Type-3 Secretion System–induced pyroptosis protects Pseudomonas against cell-autonomous immunity

Inflammasome-induced pyroptosis comprises a key cell-autonomous immune process against intracellular bacteria, namely the generation of dying cell structures. These so-called pore-induced intracellular traps (PITs) entrap and weaken intracellular microbes. However, the immune importance of pyroptosis against extracellular pathogens remains unclear. Here, we report that Type-3 secretion system (T3SS)-expressing Pseudomonas aeruginosa (P. aeruginosa) escaped PIT immunity by inducing a NLRC4 inflammasome-dependent macrophage pyroptosis response in the extracellular environment.
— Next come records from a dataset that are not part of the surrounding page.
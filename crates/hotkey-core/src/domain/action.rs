//! Symbolic actions and their classes.
//!
//! Callers never name virtual keys directly.  They pick a [`KeyAction`]:
//!
//! - `Press(HotKey)` – a momentary key press (down then up).
//! - `Hold(Modifier)` – push a modifier down and leave it down.
//! - `Release(Modifier)` – let a held modifier go.
//!
//! Each action has a stable name (`"pressEnter"`, `"holdCtrl"`, …).  External
//! callers bind to these names, so they must never change.

use std::fmt;
use std::str::FromStr;

use serde::{Deserialize, Serialize};

use crate::catalog::CatalogError;
use crate::domain::event::KeyDirection;
use crate::keymap::PhysicalKey;

/// The shape of the event sequence an action produces.
#[derive(Debug, Clone, Copy, PartialEq, Eq, Hash, Serialize, Deserialize)]
#[serde(rename_all = "kebab-case")]
pub enum ActionClass {
    /// Down immediately followed by up.
    Momentary,
    /// A single down; the key stays logically held.
    ModifierHold,
    /// A single up.
    ModifierRelease,
}

impl ActionClass {
    /// Directions of the events this class emits, in submission order.
    pub const fn directions(self) -> &'static [KeyDirection] {
        match self {
            ActionClass::Momentary => &[KeyDirection::Down, KeyDirection::Up],
            ActionClass::ModifierHold => &[KeyDirection::Down],
            ActionClass::ModifierRelease => &[KeyDirection::Up],
        }
    }

    /// Number of events one action of this class submits.
    pub const fn event_count(self) -> usize {
        self.directions().len()
    }
}

impl fmt::Display for ActionClass {
    fn fmt(&self, f: &mut fmt::Formatter<'_>) -> fmt::Result {
        let s = match self {
            ActionClass::Momentary => "momentary",
            ActionClass::ModifierHold => "modifier-hold",
            ActionClass::ModifierRelease => "modifier-release",
        };
        f.write_str(s)
    }
}

/// A key that can be pressed momentarily.
#[derive(Debug, Clone, Copy, PartialEq, Eq, Hash, PartialOrd, Ord, Serialize, Deserialize)]
#[serde(rename_all = "lowercase")]
pub enum HotKey {
    Num1,
    Num2,
    Num4,
    Num5,
    Num7,
    Num8,
    NumLock,
    Space,
    Enter,
    Escape,
    F1,
    F2,
    F3,
    F10,
    F12,
}

impl HotKey {
    pub const ALL: [HotKey; 15] = [
        HotKey::Num1,
        HotKey::Num2,
        HotKey::Num4,
        HotKey::Num5,
        HotKey::Num7,
        HotKey::Num8,
        HotKey::NumLock,
        HotKey::Space,
        HotKey::Enter,
        HotKey::Escape,
        HotKey::F1,
        HotKey::F2,
        HotKey::F3,
        HotKey::F10,
        HotKey::F12,
    ];

    /// Short lowercase name used on the command line.
    pub const fn name(self) -> &'static str {
        match self {
            HotKey::Num1 => "num1",
            HotKey::Num2 => "num2",
            HotKey::Num4 => "num4",
            HotKey::Num5 => "num5",
            HotKey::Num7 => "num7",
            HotKey::Num8 => "num8",
            HotKey::NumLock => "numlock",
            HotKey::Space => "space",
            HotKey::Enter => "enter",
            HotKey::Escape => "escape",
            HotKey::F1 => "f1",
            HotKey::F2 => "f2",
            HotKey::F3 => "f3",
            HotKey::F10 => "f10",
            HotKey::F12 => "f12",
        }
    }

    /// The physical key this hot key drives.
    pub const fn physical_key(self) -> PhysicalKey {
        match self {
            HotKey::Num1 => PhysicalKey::Numpad1,
            HotKey::Num2 => PhysicalKey::Numpad2,
            HotKey::Num4 => PhysicalKey::Numpad4,
            HotKey::Num5 => PhysicalKey::Numpad5,
            HotKey::Num7 => PhysicalKey::Numpad7,
            HotKey::Num8 => PhysicalKey::Numpad8,
            HotKey::NumLock => PhysicalKey::NumLock,
            HotKey::Space => PhysicalKey::Space,
            HotKey::Enter => PhysicalKey::Enter,
            HotKey::Escape => PhysicalKey::Escape,
            HotKey::F1 => PhysicalKey::F1,
            HotKey::F2 => PhysicalKey::F2,
            HotKey::F3 => PhysicalKey::F3,
            HotKey::F10 => PhysicalKey::F10,
            HotKey::F12 => PhysicalKey::F12,
        }
    }
}

impl fmt::Display for HotKey {
    fn fmt(&self, f: &mut fmt::Formatter<'_>) -> fmt::Result {
        f.write_str(self.name())
    }
}

impl FromStr for HotKey {
    type Err = CatalogError;

    /// Parses a short key name, case-insensitively.  `esc` and `return` are
    /// accepted as aliases.
    fn from_str(s: &str) -> Result<Self, Self::Err> {
        let lowered = s.trim().to_ascii_lowercase();
        let canonical = match lowered.as_str() {
            "esc" => "escape",
            "return" => "enter",
            other => other,
        };
        HotKey::ALL
            .into_iter()
            .find(|k| k.name() == canonical)
            .ok_or_else(|| CatalogError::UnknownKey(s.to_string()))
    }
}

/// A left-hand modifier that can be held and released.
#[derive(Debug, Clone, Copy, PartialEq, Eq, Hash, PartialOrd, Ord, Serialize, Deserialize)]
#[serde(rename_all = "lowercase")]
pub enum Modifier {
    Control,
    Alt,
}

impl Modifier {
    pub const ALL: [Modifier; 2] = [Modifier::Control, Modifier::Alt];

    pub const fn name(self) -> &'static str {
        match self {
            Modifier::Control => "control",
            Modifier::Alt => "alt",
        }
    }

    pub const fn physical_key(self) -> PhysicalKey {
        match self {
            Modifier::Control => PhysicalKey::LeftControl,
            Modifier::Alt => PhysicalKey::LeftAlt,
        }
    }
}

impl fmt::Display for Modifier {
    fn fmt(&self, f: &mut fmt::Formatter<'_>) -> fmt::Result {
        f.write_str(self.name())
    }
}

impl FromStr for Modifier {
    type Err = CatalogError;

    fn from_str(s: &str) -> Result<Self, Self::Err> {
        match s.trim().to_ascii_lowercase().as_str() {
            "control" | "ctrl" => Ok(Modifier::Control),
            "alt" => Ok(Modifier::Alt),
            _ => Err(CatalogError::UnknownModifier(s.to_string())),
        }
    }
}

/// A symbolic operation exposed to callers.
#[derive(Debug, Clone, Copy, PartialEq, Eq, Hash, PartialOrd, Ord)]
pub enum KeyAction {
    Press(HotKey),
    Hold(Modifier),
    Release(Modifier),
}

impl KeyAction {
    /// Number of actions in the closed catalog domain.
    pub const COUNT: usize = HotKey::ALL.len() + 2 * Modifier::ALL.len();

    /// Every action, in stable catalog order: presses first, then holds,
    /// then releases.
    pub fn all() -> impl Iterator<Item = KeyAction> {
        HotKey::ALL
            .into_iter()
            .map(KeyAction::Press)
            .chain(Modifier::ALL.into_iter().map(KeyAction::Hold))
            .chain(Modifier::ALL.into_iter().map(KeyAction::Release))
    }

    /// Position of the action in [`KeyAction::all`] order.
    ///
    /// Always below [`KeyAction::COUNT`], so it can index fixed-size tables.
    pub const fn index(self) -> usize {
        match self {
            KeyAction::Press(key) => key as usize,
            KeyAction::Hold(modifier) => HotKey::ALL.len() + modifier as usize,
            KeyAction::Release(modifier) => {
                HotKey::ALL.len() + Modifier::ALL.len() + modifier as usize
            }
        }
    }

    /// The stable name external callers bind to.
    pub const fn name(self) -> &'static str {
        match self {
            KeyAction::Press(HotKey::Num1) => "pressNum1",
            KeyAction::Press(HotKey::Num2) => "pressNum2",
            KeyAction::Press(HotKey::Num4) => "pressNum4",
            KeyAction::Press(HotKey::Num5) => "pressNum5",
            KeyAction::Press(HotKey::Num7) => "pressNum7",
            KeyAction::Press(HotKey::Num8) => "pressNum8",
            KeyAction::Press(HotKey::NumLock) => "pressNumLock",
            KeyAction::Press(HotKey::Space) => "pressSpace",
            KeyAction::Press(HotKey::Enter) => "pressEnter",
            KeyAction::Press(HotKey::Escape) => "pressEscape",
            KeyAction::Press(HotKey::F1) => "pressF1",
            KeyAction::Press(HotKey::F2) => "pressF2",
            KeyAction::Press(HotKey::F3) => "pressF3",
            KeyAction::Press(HotKey::F10) => "pressF10",
            KeyAction::Press(HotKey::F12) => "pressF12",
            KeyAction::Hold(Modifier::Control) => "holdCtrl",
            KeyAction::Hold(Modifier::Alt) => "holdAlt",
            KeyAction::Release(Modifier::Control) => "releaseCtrl",
            KeyAction::Release(Modifier::Alt) => "releaseAlt",
        }
    }

    /// Parses a stable action name.  Matching is exact: the names are a
    /// contract, not user input.
    pub fn from_name(name: &str) -> Option<Self> {
        Self::all().find(|action| action.name() == name)
    }
}

impl fmt::Display for KeyAction {
    fn fmt(&self, f: &mut fmt::Formatter<'_>) -> fmt::Result {
        f.write_str(self.name())
    }
}

impl FromStr for KeyAction {
    type Err = CatalogError;

    fn from_str(s: &str) -> Result<Self, Self::Err> {
        Self::from_name(s).ok_or_else(|| CatalogError::UnknownAction(s.to_string()))
    }
}

impl From<HotKey> for PhysicalKey {
    fn from(key: HotKey) -> Self {
        key.physical_key()
    }
}

impl From<Modifier> for PhysicalKey {
    fn from(modifier: Modifier) -> Self {
        modifier.physical_key()
    }
}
To the contrary, phagocytosis of Salmonella Typhimurium promoted NLRC4-dependent PIT formation and the subsequent bacterial caging. Remarkably, T3SS-deficient Pseudomonas were efficiently sequestered within PIT-dependent caging, which favored exposure to neutrophils. Conversely, both NLRC4 and caspase-11 deficient mice presented increased susceptibility to T3SS-deficient P. aeruginosa challenge, but not to T3SS-expressing P. aeruginosa. Overall, our results uncovered that P. aeruginosa uses its T3SS to overcome inflammasome-triggered pyroptosis, which is primarily effective against intracellular invaders.